Within the material below, locate the line with "Remote roster size." and the line with "ordered by id.", then return those two lines and all lines between them, exactly as written.

◆ Material provided ◆
#####

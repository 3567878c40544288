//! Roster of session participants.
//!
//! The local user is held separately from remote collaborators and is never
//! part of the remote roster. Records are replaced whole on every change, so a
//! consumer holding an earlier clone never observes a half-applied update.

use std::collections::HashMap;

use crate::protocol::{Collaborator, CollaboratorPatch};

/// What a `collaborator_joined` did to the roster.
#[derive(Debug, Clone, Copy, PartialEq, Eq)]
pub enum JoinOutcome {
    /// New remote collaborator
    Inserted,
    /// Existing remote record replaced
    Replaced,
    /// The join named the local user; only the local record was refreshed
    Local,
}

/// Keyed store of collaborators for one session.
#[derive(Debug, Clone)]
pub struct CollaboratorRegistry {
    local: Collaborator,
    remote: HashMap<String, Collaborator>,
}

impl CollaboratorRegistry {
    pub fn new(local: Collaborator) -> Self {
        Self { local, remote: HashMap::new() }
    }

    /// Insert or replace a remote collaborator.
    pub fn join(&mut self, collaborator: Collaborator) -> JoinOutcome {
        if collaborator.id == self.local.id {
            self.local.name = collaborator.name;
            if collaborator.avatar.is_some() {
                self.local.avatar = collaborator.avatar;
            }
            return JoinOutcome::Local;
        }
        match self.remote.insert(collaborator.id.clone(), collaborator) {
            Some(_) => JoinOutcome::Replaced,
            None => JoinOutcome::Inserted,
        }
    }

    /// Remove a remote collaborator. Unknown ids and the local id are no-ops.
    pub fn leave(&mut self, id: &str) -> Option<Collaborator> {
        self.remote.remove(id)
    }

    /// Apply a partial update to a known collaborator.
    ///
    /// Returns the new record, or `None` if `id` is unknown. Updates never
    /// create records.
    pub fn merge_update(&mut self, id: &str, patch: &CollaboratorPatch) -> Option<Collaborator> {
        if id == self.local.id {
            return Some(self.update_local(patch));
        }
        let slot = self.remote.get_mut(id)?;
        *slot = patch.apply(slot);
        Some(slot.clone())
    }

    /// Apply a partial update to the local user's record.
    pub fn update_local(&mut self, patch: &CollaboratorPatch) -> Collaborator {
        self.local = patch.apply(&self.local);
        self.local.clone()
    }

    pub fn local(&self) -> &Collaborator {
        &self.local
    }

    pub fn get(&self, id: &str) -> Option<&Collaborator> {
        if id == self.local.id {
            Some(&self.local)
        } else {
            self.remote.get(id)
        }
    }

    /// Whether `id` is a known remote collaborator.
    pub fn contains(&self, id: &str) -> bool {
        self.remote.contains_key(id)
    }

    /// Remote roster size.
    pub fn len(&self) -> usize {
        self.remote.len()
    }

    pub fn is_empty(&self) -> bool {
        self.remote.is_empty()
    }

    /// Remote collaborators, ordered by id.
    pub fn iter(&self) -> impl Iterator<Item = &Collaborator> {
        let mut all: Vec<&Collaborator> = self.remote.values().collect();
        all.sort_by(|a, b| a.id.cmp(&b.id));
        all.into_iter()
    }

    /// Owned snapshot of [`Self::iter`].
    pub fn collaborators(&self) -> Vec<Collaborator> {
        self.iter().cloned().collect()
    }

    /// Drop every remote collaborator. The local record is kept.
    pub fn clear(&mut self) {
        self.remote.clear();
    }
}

#####

◆ Answer to the problem ◆
    /// Remote roster size.
    pub fn len(&self) -> usize {
        self.remote.len()
    }

    pub fn is_empty(&self) -> bool {
        self.remote.is_empty()
    }

    /// Remote collaborators, ordered by id.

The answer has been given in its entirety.